Stored data:
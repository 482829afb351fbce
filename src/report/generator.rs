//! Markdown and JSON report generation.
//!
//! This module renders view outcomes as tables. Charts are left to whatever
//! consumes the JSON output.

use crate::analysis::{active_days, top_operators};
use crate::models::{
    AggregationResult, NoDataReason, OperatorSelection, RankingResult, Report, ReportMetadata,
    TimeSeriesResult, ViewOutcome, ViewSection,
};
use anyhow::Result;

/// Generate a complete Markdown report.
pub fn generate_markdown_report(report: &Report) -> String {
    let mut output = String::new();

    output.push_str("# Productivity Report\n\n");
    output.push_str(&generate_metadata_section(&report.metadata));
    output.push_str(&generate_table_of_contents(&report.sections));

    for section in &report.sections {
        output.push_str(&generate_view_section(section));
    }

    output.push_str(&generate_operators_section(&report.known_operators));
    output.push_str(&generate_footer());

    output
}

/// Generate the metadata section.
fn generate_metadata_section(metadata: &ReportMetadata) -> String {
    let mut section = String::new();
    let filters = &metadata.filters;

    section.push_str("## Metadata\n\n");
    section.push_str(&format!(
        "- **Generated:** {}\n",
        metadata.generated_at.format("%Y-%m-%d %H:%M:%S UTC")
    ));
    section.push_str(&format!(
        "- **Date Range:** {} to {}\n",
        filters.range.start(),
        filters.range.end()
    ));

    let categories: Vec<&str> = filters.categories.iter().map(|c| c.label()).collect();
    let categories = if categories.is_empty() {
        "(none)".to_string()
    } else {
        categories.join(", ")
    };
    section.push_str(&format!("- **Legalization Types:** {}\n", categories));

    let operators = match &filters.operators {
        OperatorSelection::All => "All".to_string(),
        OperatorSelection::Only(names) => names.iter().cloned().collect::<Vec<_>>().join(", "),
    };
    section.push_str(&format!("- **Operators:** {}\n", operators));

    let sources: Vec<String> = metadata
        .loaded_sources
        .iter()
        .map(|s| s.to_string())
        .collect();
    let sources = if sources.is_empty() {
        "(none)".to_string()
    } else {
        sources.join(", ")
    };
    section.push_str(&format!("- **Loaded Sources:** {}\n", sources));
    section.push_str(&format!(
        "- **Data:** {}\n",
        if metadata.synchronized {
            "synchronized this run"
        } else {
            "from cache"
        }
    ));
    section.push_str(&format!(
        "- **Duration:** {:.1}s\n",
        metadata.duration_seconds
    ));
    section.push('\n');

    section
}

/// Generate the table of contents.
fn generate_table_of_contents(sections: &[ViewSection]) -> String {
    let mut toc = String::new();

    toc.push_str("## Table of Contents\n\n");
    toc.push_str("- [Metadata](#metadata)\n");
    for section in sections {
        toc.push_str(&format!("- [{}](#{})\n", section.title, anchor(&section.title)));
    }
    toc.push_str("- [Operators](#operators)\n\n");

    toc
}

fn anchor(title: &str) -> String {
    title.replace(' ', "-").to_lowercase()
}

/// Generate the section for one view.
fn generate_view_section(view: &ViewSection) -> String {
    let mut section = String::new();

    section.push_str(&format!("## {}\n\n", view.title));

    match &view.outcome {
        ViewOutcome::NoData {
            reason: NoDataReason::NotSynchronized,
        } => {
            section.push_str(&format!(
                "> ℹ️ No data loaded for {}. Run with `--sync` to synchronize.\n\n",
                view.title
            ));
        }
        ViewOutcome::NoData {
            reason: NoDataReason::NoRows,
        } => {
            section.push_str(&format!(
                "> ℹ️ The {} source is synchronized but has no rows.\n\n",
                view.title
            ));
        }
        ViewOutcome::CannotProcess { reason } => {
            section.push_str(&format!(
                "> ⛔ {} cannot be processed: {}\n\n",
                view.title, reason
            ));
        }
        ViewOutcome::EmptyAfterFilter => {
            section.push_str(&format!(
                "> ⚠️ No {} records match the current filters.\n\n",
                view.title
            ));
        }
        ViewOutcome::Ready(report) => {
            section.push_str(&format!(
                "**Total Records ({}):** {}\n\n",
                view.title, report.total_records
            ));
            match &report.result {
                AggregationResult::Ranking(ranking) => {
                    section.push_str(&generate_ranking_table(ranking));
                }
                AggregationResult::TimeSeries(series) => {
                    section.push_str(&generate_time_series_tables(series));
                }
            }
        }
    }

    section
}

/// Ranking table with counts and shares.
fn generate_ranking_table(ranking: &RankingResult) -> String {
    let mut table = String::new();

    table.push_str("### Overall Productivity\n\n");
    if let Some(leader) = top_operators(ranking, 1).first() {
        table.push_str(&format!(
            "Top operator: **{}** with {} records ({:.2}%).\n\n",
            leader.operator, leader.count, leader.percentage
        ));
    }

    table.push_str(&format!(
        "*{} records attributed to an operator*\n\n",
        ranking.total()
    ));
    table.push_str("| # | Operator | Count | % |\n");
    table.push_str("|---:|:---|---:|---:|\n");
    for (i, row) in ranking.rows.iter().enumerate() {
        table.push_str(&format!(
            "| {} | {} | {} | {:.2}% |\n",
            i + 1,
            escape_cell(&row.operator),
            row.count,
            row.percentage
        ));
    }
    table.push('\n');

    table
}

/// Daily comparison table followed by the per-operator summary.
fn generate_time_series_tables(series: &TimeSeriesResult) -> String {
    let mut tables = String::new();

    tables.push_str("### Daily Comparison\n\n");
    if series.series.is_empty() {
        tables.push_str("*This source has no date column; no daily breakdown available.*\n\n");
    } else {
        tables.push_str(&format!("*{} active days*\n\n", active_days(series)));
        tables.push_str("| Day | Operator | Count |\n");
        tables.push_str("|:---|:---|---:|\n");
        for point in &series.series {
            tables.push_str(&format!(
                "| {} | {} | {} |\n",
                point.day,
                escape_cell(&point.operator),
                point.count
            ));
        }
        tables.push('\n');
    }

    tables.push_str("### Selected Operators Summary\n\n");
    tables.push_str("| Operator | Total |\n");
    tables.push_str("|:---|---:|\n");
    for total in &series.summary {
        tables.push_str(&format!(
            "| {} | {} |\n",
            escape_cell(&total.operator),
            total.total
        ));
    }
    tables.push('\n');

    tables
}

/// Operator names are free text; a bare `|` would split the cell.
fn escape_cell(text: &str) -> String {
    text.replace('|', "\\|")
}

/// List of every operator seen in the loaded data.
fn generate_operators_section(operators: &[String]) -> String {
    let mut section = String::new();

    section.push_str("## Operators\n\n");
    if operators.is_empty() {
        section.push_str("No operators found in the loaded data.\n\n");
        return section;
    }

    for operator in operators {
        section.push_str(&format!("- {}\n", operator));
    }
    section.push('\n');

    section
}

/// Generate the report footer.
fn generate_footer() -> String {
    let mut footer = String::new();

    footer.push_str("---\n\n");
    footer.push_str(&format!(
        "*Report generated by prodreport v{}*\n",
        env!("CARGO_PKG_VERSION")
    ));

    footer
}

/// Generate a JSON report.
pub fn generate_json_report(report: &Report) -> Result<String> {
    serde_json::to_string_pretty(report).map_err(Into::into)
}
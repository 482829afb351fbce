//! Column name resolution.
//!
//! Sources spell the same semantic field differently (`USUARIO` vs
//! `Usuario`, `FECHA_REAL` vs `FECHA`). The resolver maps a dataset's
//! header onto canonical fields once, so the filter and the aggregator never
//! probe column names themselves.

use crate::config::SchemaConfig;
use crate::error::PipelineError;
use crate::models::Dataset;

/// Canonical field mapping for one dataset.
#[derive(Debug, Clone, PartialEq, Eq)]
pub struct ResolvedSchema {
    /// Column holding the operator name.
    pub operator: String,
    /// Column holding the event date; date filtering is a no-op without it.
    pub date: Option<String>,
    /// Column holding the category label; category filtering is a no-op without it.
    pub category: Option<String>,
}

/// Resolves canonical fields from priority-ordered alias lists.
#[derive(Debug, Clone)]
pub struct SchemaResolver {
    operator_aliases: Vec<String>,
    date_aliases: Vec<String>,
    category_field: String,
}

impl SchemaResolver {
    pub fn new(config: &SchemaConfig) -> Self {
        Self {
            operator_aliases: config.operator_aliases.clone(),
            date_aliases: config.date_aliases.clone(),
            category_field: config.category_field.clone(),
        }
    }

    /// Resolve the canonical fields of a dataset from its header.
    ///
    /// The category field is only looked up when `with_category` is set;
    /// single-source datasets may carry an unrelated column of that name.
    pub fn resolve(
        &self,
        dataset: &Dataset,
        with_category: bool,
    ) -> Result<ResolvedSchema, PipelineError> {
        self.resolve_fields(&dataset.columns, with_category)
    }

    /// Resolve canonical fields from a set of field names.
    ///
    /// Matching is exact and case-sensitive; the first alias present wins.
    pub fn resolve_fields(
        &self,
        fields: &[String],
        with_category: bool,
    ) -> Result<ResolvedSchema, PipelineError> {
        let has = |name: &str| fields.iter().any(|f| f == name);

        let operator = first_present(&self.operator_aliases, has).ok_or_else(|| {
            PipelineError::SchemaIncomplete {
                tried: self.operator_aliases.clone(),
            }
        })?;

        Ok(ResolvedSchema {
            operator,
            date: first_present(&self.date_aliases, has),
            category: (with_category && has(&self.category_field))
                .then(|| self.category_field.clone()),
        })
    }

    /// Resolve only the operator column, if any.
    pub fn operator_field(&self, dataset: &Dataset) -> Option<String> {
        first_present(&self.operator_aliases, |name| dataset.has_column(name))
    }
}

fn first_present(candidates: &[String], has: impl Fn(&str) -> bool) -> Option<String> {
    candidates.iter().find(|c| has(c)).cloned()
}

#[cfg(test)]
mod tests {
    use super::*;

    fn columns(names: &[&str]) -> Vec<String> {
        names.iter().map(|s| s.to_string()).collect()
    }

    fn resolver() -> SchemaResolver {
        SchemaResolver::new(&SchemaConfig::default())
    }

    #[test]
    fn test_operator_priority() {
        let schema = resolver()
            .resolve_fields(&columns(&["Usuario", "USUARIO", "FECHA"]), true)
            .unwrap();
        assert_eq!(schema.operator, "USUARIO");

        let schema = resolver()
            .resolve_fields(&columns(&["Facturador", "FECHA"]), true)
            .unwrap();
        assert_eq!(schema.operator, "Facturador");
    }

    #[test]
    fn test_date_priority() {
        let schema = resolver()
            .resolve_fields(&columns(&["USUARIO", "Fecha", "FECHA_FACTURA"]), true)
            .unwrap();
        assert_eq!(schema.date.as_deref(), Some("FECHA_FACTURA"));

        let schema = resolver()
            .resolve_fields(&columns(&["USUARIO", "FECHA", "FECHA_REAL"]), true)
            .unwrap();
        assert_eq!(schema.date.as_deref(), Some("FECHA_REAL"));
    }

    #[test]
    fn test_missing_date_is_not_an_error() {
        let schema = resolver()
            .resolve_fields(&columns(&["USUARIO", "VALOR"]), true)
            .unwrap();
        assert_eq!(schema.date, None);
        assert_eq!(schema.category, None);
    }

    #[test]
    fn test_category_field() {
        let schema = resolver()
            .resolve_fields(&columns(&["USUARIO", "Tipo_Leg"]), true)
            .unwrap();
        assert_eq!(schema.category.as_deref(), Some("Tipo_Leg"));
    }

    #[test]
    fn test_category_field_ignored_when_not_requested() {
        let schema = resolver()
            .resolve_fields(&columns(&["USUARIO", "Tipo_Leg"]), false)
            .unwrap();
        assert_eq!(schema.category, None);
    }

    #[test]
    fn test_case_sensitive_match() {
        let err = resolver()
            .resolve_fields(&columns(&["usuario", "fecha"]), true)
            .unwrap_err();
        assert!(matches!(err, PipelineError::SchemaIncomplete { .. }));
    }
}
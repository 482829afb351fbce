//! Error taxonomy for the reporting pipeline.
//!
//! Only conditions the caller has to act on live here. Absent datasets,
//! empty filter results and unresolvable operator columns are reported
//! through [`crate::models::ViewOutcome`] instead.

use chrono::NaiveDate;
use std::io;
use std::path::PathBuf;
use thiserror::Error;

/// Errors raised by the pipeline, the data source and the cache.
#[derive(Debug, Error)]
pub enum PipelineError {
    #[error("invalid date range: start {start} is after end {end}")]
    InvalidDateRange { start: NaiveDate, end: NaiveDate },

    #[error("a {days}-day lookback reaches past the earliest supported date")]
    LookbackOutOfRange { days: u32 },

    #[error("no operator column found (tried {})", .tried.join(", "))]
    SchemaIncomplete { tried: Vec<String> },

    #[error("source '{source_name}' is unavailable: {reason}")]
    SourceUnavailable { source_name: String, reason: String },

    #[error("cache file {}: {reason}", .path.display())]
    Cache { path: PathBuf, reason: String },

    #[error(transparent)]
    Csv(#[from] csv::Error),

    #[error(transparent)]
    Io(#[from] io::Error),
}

▸ Work to complete: In the records above, find every line containing the word "sections" and show it.

▸ Solution below:
    output.push_str(&generate_table_of_contents(&report.sections));
    for section in &report.sections {
fn generate_table_of_contents(sections: &[ViewSection]) -> String {
    for section in sections {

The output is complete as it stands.